Something's rotten in Paris
Moves by the new socialist government are setting the country up to become the next major victim of the European financial crisis.
FORTUNE -- The French government's new budget and agenda could destabilize the nation's already shaky economy, setting the stage for a vicious chain of events that could end up pummeling its weak banks on Wall Street, while shattering the eurozone for good. While some elements of the budget are laudable, there are still too many that risk pushing France into a deeper economic sleep. Hard reforms are needed in the country's bloated bureaucracy and overly generous health and pension schemes if it ever hopes to balance its budget and move forward, but that is much easier said than done.
Nevertheless, France's new government, led by the Socialist Party, has the political capital and connections to get things done in a speedy and positive manner. But as long as party ideology trumps reason, France could eventually find itself in the same boat as its fellow eurozone counterparts, struggling to cope with impossibly high borrowing rates and anemic economic growth.
Jean-Marc Ayrault, France's new Prime Minister, on Wednesday, released the specifics of his party's plan to lift France out of its economic malaise.

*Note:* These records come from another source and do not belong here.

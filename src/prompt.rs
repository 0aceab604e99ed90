// Fixed system prompt
//
// Every conversation starts with this instruction; the session sends it
// verbatim as the leading system message and never rewrites it.

pub const SYSTEM_PROMPT: &str = "\
You are a command-line assistant. The user describes a task in plain \
language; you answer with the terminal command that accomplishes it.

Respond ONLY with a JSON object in this exact shape:
{\"command\": \"<the command to run>\", \"explanation\": \"<one short sentence>\", \"risk\": \"<low|medium|high>\"}

Rules:
- Prefer portable POSIX commands unless the user names a specific platform.
- The risk field reflects what the command can destroy or expose: \
\"low\" for read-only commands, \"medium\" for commands that modify files \
or state, \"high\" for commands that delete data, change permissions \
broadly, or touch system configuration.
- No prose, no markdown, no code fences around the JSON.";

With the Socialist Party now in power of both the executive and legislative branches of the French government, whatever Mr. Ayrault wants will probably become law. Working in close conjunction with the nation's new President, Francois Hollande, Mr. Ayrault has endorsed a number of controversial measures aimed at raising revenue to plug the massive hole in the country's budget.
Running a budget deficit is frowned upon in the 17-member eurozone as one nation's debts can impact the value of the common currency for all members. As such, countries in the eurozone are only allowed to have an annual budget shortfall equal to around 3% of their yearly income. France has had a hard time complying with the rule, running large budget deficits since the 1970s.
On Monday, an independent audit of the French economy, ordered by the new government, spooked the markets as it showed that France was on course to run a budget deficit equivalent to around 5.2% of its output, up sharply from earlier estimates. The budget gap grew after the new government announced plans to roll back a number unpopular austerity measures passed by the former conservative government. The deficit also expanded as the government finally got real about its economic situation, forcing it to adjust its overoptimistic economic growth forecasts. The government now projects the French economy will grow at 0.3% in 2012, down from the rosier 0.7%. They also lowered their 2013 forecast, projecting a 1.2% growth, down from 1.75%.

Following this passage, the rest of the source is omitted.